Pesquisa

Professor da UNICAMP integra projeto da NASA

Por: Rogério Verzignasse

Cearense de nascimento, campineiro por adoção. Funcionário concursado na Universidade Estadual de Campinas (Unicamp) e um dos poucos brasileiros que integram um seleto grupo de pesquisadores que, no mundo todo, se dedica ao estudo do clima espacial e dos fenômenos solares.

André Gradvohl, de 45 anos, professor de computação na Faculdade de Tecnologia, se envolveu com o tema há cinco anos, durante a orientação de uma tese sobre astronomia e imagens astronômicas.

Os contatos com o Instituto Nacional de Pesquisas Espaciais (Inpe) o fizeram se aprofundar no tema, e conhecer o ambicioso projeto da Agência Espacial Americana (Nasa), que em agosto lançou no espaço a sonda Solar Parker, para colher informações sobre a série temporal de explosões solares.

Pouca gente se dá conta disso, mas as explosões ejetam partículas que são capazes de danificar satélites, distorcer sinais de GPS, comprometer as telecomunicações e sistemas de transmissão de energia. Os fenômenos solares também colocam em risco a saúde de astronautas que trabalham em estações espaciais, por exemplo.
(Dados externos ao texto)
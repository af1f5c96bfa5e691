use indoc::indoc;

use crate::{
    BackendPath, CatalogError, FieldCatalog, FieldDescriptor, FieldKind, ValueType,
    parse_catalog,
};

const SAMPLE_JSON: &str = indoc! {r#"
    {
        "entity": "target",
        "table": "sp_target",
        "fields": [
            {"name": "NAME", "kind": "string", "column": "name"},
            {"name": "ID", "kind": "number", "column": "id"},
            {"name": "UPDATESTATUS", "kind": "enum", "column": "update_status",
             "values": ["error", "in_sync", "pending"]},
            {"name": "ATTRIBUTE", "kind": "map", "table": "sp_target_attributes",
             "owner_column": "target_id", "key_column": "attribute_key",
             "value_column": "attribute_value"},
            {"name": "TAG", "kind": "collection", "owner_column": "target",
             "link": {"table": "sp_target_target_tag", "child_column": "tag"},
             "default_field": "name",
             "catalog": {
                "entity": "tag",
                "table": "sp_target_tag",
                "fields": [
                    {"name": "name", "kind": "string", "column": "name"},
                    {"name": "colour", "kind": "string", "column": "colour"}
                ]
             }},
            {"name": "ASSIGNEDDS", "kind": "sub_entity", "foreign_key": "assigned_distribution_set",
             "catalog": {
                "entity": "distribution_set",
                "table": "sp_distribution_set",
                "fields": [
                    {"name": "name", "kind": "string", "column": "name"},
                    {"name": "version", "kind": "string", "column": "version"}
                ]
             }}
        ]
    }
"#};

fn tiny() -> FieldCatalog {
    FieldCatalog::builder("device", "devices")
        .field(FieldDescriptor::string("NAME", "name"))
        .field(FieldDescriptor::timestamp("LASTSEEN", "last_seen"))
        .build()
        .unwrap()
}

#[test]
fn parse_raw_catalog() {
    let raw = parse_catalog(SAMPLE_JSON).unwrap();
    assert_eq!(raw.entity, "target");
    assert_eq!(raw.id_column, "id");
    assert_eq!(raw.fields.len(), 6);
}

#[test]
fn raw_catalog_validates_into_analysis_layer() {
    let catalog = FieldCatalog::from_json(SAMPLE_JSON).unwrap();
    assert_eq!(catalog.len(), 6);
    assert_eq!(catalog.table(), "sp_target");

    let tag = catalog.get("tag").unwrap();
    assert!(tag.is_multi_valued());
    assert_eq!(tag.default_child(), Some("name"));
    assert_eq!(tag.value_type(), ValueType::String);
    assert_eq!(
        tag.backend_path(),
        &BackendPath::Link {
            table: "sp_target_target_tag".to_string(),
            owner_column: "target".to_string(),
            child_column: "tag".to_string(),
        }
    );

    let status = catalog.get("UpdateStatus").unwrap();
    assert_eq!(status.enum_values(), ["error", "in_sync", "pending"]);
    assert!(status.is_leaf());

    let ds = catalog.get("assignedds").unwrap();
    let sub = ds.sub_catalog().unwrap();
    assert_eq!(sub.names().collect::<Vec<_>>(), ["name", "version"]);
    assert!(!ds.usable_bare());
}

#[test]
fn lookup_is_case_insensitive() {
    let catalog = tiny();
    assert!(catalog.contains("name"));
    assert!(catalog.contains("LastSeen"));
    assert!(!catalog.contains("names"));
    assert_eq!(catalog.get("name").unwrap().name(), "NAME");
}

#[test]
fn names_keep_registration_order() {
    let catalog = tiny();
    assert_eq!(catalog.names().collect::<Vec<_>>(), ["NAME", "LASTSEEN"]);
}

#[test]
fn duplicate_names_rejected() {
    let err = FieldCatalog::builder("device", "devices")
        .field(FieldDescriptor::string("NAME", "name"))
        .field(FieldDescriptor::string("name", "display_name"))
        .build()
        .unwrap_err();
    assert_eq!(
        err,
        CatalogError::DuplicateField {
            entity: "device".to_string(),
            name: "name".to_string(),
        }
    );
}

#[test]
fn default_field_must_exist() {
    let tags = FieldCatalog::builder("tag", "tags")
        .field(FieldDescriptor::string("name", "name"))
        .build()
        .unwrap();
    let err = FieldCatalog::builder("device", "devices")
        .field(FieldDescriptor::collection("TAG", "device_id", tags).with_default("label"))
        .build()
        .unwrap_err();
    assert!(matches!(err, CatalogError::InvalidDefaultField { .. }));
}

#[test]
fn empty_enumeration_rejected() {
    let err = FieldCatalog::builder("device", "devices")
        .field(FieldDescriptor::enumerated("STATE", "state", Vec::<String>::new()))
        .build()
        .unwrap_err();
    assert_eq!(err, CatalogError::EmptyEnumeration("STATE".to_string()));
}

#[test]
fn map_default_key() {
    let field = FieldDescriptor::map("META", "meta", "owner", "k", "v").with_default("version");
    assert!(matches!(
        field.kind(),
        FieldKind::Map {
            default_key: Some(key)
        } if key == "version"
    ));
    assert!(field.usable_bare());
}

#[test]
fn value_type_ordering() {
    assert!(ValueType::Number.is_ordered());
    assert!(ValueType::Timestamp.is_ordered());
    assert!(!ValueType::String.is_ordered());
    assert!(!ValueType::EnumSet.is_ordered());
    assert_eq!(ValueType::EnumSet.to_string(), "enum");
}

#[test]
fn invalid_json_reports_error() {
    let err = FieldCatalog::from_json("{").unwrap_err();
    assert!(matches!(err, CatalogError::Json(_)));
}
A sonda, explica, que hoje passa por Vênus, até novembro vai estar a 6,16 milhões de quilômetros do sol. E, daquele ponto, o equipamento vai circundar a estrela por sete vezes, até ser tragado pela gravidade solar e desaparecer. Ah, claro, para os leigos pode parecer uma distância gigantesca. Mas nunca uma sonda chegou tão perto do astro-rei.

As informações captadas pela sonda vão permitir que os cientistas tenham uma base de dados para a previsão, com antecedência maior, de todos os fenômenos solares e seus efeitos. Dessa forma, cada setor afetado pelas partículas pode adotar ações preventivas e evitar incidentes e prejuízos.

A Solar Parker, explica o professor, tem o porte aproximado de um Fusca. São 3 metros de altura, 2,3 metros de diâmetro e 685kg. É uma sonda protegida por um escudo físico de carbono, que evita que os sensores internos derretam com a aproximação da estrela.

Os algorítimos de previsão vão gerar subsídios para as próprias aulas ministradas pelo professor, que leciona computação de alto desempenho na pós-graduação da Unicamp. E também vão alimentar os textos científicos que Gradvohl publica no IEEE, uma organização internacional de cientistas de ponta. “Nosso objetivo é ajudar a compreensão da física solar”, afirma. “Poderemos entender os fenômenos físicos que antecedem as explosões solares.”

Além dele, o projeto arregimenta pesquisadores brasileiros em outros polos educativos de excelência, como a Mackenzie e Universidade Federal de São Carlos (UFSCar).

Instituto é dedicado a avanços tecnológicos

O Instituto de Engenheiros, Eletricistas e Eletrônicos (IEEE), do qual faz parte o professor André Gradvohl, é a maior organização mundial técnico-profissional dedicada a avanços tecnológicos para benefício da humanidade. Por meio das suas publicações altamente citadas, conferências, padrões de tecnologia e atividades profissionais e educacionais, o instituto reúne a nata dos pesquisadores do mundo em uma gama variada de assuntos. Mais informações sobre o instituo estão disponíveis no site http://www.ieee.org.

 

PERFIL

André Gradvohl, natural de Fortaleza, é neto de imigrante francês que se radicou no Nordeste. De lá, mocinho ainda, se mudou para o Estado de São Paulo para estudar. Veio para Campinas em 2003, quando passou em um concurso público e se tornou analista de sistemas na Unicamp. Em 2010, ele foi selecionado para ser professor no campus de Limeira. Ele tem alunos nas turmas de graduação e pós da Faculdade de Tecnologia. Quando se mudou para Campinas, aliás, ele conheceu a atual mulher. E não pretende sair daqui.

Imagem: Divulgação – Nasa – Imagem de explosão no Sol capturada pelo Observatório de Dinâmica Solar da Nasa, em fevereiro de 2015.